- **INSTRUCTIONS TO FOLLOW**: Find and copy every line in the records that includes the string "Sized".

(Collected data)
*****

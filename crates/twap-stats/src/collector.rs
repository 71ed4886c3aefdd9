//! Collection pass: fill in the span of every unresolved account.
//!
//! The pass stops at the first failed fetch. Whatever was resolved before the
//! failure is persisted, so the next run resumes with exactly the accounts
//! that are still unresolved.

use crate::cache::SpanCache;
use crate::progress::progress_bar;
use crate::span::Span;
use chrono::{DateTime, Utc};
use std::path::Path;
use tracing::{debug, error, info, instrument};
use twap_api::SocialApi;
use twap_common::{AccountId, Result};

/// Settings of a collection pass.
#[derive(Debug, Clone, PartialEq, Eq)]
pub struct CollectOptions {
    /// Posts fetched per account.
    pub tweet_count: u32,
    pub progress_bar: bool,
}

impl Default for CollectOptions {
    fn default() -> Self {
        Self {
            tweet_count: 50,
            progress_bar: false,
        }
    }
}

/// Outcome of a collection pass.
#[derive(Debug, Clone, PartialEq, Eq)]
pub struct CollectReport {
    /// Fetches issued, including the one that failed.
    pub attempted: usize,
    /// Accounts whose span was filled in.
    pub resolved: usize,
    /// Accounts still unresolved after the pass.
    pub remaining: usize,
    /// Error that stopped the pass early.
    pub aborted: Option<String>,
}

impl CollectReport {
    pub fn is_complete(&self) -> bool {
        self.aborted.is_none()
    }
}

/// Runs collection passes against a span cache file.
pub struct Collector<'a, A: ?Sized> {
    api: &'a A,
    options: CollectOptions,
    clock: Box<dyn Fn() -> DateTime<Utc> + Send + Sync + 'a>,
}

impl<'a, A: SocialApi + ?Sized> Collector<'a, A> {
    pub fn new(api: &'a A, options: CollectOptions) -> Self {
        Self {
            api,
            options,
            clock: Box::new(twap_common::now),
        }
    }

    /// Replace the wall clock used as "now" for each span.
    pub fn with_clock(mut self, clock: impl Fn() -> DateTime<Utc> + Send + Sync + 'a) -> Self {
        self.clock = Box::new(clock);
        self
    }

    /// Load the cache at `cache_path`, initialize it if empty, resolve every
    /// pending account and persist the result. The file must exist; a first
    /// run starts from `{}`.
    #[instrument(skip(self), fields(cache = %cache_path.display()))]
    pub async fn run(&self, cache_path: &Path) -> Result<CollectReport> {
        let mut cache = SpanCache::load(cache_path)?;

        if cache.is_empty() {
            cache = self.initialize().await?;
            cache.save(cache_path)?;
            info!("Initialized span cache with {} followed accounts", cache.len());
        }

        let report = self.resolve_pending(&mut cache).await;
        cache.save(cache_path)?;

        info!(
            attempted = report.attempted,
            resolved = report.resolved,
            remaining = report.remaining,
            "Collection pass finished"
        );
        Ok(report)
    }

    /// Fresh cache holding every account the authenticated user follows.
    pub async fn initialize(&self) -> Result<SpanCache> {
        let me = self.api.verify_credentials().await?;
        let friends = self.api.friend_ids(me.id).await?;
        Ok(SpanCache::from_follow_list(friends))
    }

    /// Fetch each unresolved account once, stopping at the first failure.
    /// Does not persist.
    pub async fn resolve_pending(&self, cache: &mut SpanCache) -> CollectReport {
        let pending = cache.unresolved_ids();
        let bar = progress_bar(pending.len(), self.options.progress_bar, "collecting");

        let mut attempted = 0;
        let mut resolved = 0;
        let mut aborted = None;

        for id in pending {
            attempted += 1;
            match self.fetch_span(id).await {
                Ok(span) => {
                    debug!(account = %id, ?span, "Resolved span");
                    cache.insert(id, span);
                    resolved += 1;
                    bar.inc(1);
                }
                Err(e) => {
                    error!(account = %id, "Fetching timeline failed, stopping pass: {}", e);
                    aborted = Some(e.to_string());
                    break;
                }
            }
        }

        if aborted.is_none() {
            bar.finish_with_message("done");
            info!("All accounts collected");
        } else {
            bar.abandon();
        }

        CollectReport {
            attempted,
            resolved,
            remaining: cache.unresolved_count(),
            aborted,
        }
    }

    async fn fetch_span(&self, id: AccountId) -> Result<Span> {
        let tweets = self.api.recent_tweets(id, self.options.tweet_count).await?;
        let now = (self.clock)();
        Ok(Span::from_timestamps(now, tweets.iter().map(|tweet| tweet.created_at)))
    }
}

*****

- **ANSWER TO THE PROBLEM**:
pub struct Collector<'a, A: ?Sized> {
impl<'a, A: SocialApi + ?Sized> Collector<'a, A> {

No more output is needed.